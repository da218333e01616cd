//! An entity's identity: which archetype it lives in, and its row within
//! that archetype's columns.

/// Addresses one row across all columns of one archetype. Stable for the
/// entity's lifetime; deallocation punches a hole in the archetype rather
/// than moving or reusing this pair while the entity is still considered
/// live by its owner.
#[derive(Debug, Clone, Copy, PartialEq, Eq, Hash)]
pub struct EntityId {
    pub(super) archetype_index: usize,
    pub(super) local_index: usize,
}

impl EntityId {
    pub fn archetype_index(&self) -> usize {
        self.archetype_index
    }

    pub fn local_index(&self) -> usize {
        self.local_index
    }
}
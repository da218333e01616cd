//! Thread-safety primitives: a value-and-lock pair with RAII access tokens,
//! and an unbounded blocking queue used as the scheduler's hand-off point.

mod queue;
mod synchronized;

pub use queue::BlockingQueue;
pub use synchronized::{ReadToken, Synchronized, UnsafeToken, WriteToken};
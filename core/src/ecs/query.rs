//! Structural archetype matching: include/exclude fingerprint pairs.

use super::fingerprint::Fingerprint;

/// Matches an archetype iff its fingerprint has every included bit and
/// none of the excluded bits. Immutable once built, per spec.
#[derive(Debug, Clone, Copy)]
pub struct ComponentQuery<const WORDS: usize> {
    include: Fingerprint<WORDS>,
    exclude: Fingerprint<WORDS>,
}

impl<const WORDS: usize> ComponentQuery<WORDS> {
    pub fn new(include: Fingerprint<WORDS>, exclude: Fingerprint<WORDS>) -> Self {
        Self { include, exclude }
    }

    pub fn matches(&self, fingerprint: &Fingerprint<WORDS>) -> bool {
        fingerprint.has_all(&self.include) && !fingerprint.has_one(&self.exclude)
    }
}

#[cfg(test)]
mod tests {
    use super::*;

    fn fingerprint_with(bits: &[usize]) -> Fingerprint<1> {
        let mut fp = Fingerprint::empty();
        for &bit in bits {
            fp.set_bit(bit);
        }
        fp
    }

    /// S6 from the spec: archetypes {A}, {A,B}, {A,C} with a query
    /// include {A} exclude {B} matches {A} and {A,C} but not {A,B}.
    #[test]
    fn s6_query_with_exclusion() {
        const A: usize = 0;
        const B: usize = 1;
        const C: usize = 2;

        let query = ComponentQuery::new(fingerprint_with(&[A]), fingerprint_with(&[B]));

        assert!(query.matches(&fingerprint_with(&[A])));
        assert!(!query.matches(&fingerprint_with(&[A, B])));
        assert!(query.matches(&fingerprint_with(&[A, C])));
    }

    /// Property 7: adding a component outside both the include and exclude
    /// sets must not change whether a query matches.
    #[test]
    fn match_is_independent_of_unrelated_bits() {
        let query = ComponentQuery::new(fingerprint_with(&[0]), fingerprint_with(&[1]));
        let base = fingerprint_with(&[0]);
        let with_extra = fingerprint_with(&[0, 9]);
        assert_eq!(query.matches(&base), query.matches(&with_extra));
        assert!(query.matches(&with_extra));
    }
}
==========
### The problem
Every line must be copied exactly as it stands above.

### Your response
repository da218333e01616cd
//! An entity's identity: which archetype it lives in, and its row within
//! that archetype's columns.

/// Addresses one row across all columns of one archetype. Stable for the
/// entity's lifetime; deallocation punches a hole in the archetype rather
/// than moving or reusing this pair while the entity is still considered
/// live by its owner.
#[derive(Debug, Clone, Copy, PartialEq, Eq, Hash)]
pub struct EntityId {
    pub(super) archetype_index: usize,
    pub(super) local_index: usize,
}

impl EntityId {
    pub fn archetype_index(&self) -> usize {
        self.archetype_index
    }

    pub fn local_index(&self) -> usize {
        self.local_index
    }
}
repository da218333e01616cd
//! Thread-safety primitives: a value-and-lock pair with RAII access tokens,
//! and an unbounded blocking queue used as the scheduler's hand-off point.

mod queue;
mod synchronized;

pub use queue::BlockingQueue;
pub use synchronized::{ReadToken, Synchronized, UnsafeToken, WriteToken};
filename core/src/ecs/query.rs
//! Structural archetype matching: include/exclude fingerprint pairs.

use super::fingerprint::Fingerprint;

/// Matches an archetype iff its fingerprint has every included bit and
/// none of the excluded bits. Immutable once built, per spec.
#[derive(Debug, Clone, Copy)]
pub struct ComponentQuery<const WORDS: usize> {
    include: Fingerprint<WORDS>,
    exclude: Fingerprint<WORDS>,
}

impl<const WORDS: usize> ComponentQuery<WORDS> {
    pub fn new(include: Fingerprint<WORDS>, exclude: Fingerprint<WORDS>) -> Self {
        Self { include, exclude }
    }

    pub fn matches(&self, fingerprint: &Fingerprint<WORDS>) -> bool {
        fingerprint.has_all(&self.include) && !fingerprint.has_one(&self.exclude)
    }
}

#[cfg(test)]
mod tests {
    use super::*;

    fn fingerprint_with(bits: &[usize]) -> Fingerprint<1> {
        let mut fp = Fingerprint::empty();
        for &bit in bits {
            fp.set_bit(bit);
        }
        fp
    }

    /// S6 from the spec: archetypes {A}, {A,B}, {A,C} with a query
    /// include {A} exclude {B} matches {A} and {A,C} but not {A,B}.
    #[test]
    fn s6_query_with_exclusion() {
        const A: usize = 0;
        const B: usize = 1;
        const C: usize = 2;

        let query = ComponentQuery::new(fingerprint_with(&[A]), fingerprint_with(&[B]));

        assert!(query.matches(&fingerprint_with(&[A])));
        assert!(!query.matches(&fingerprint_with(&[A, B])));
        assert!(query.matches(&fingerprint_with(&[A, C])));
    }

    /// Property 7: adding a component outside both the include and exclude
    /// sets must not change whether a query matches.
    #[test]
    fn match_is_independent_of_unrelated_bits() {
        let query = ComponentQuery::new(fingerprint_with(&[0]), fingerprint_with(&[1]));
        let base = fingerprint_with(&[0]);
        let with_extra = fingerprint_with(&[0, 9]);
        assert_eq!(query.matches(&base), query.matches(&with_extra));
        assert!(query.matches(&with_extra));
    }
}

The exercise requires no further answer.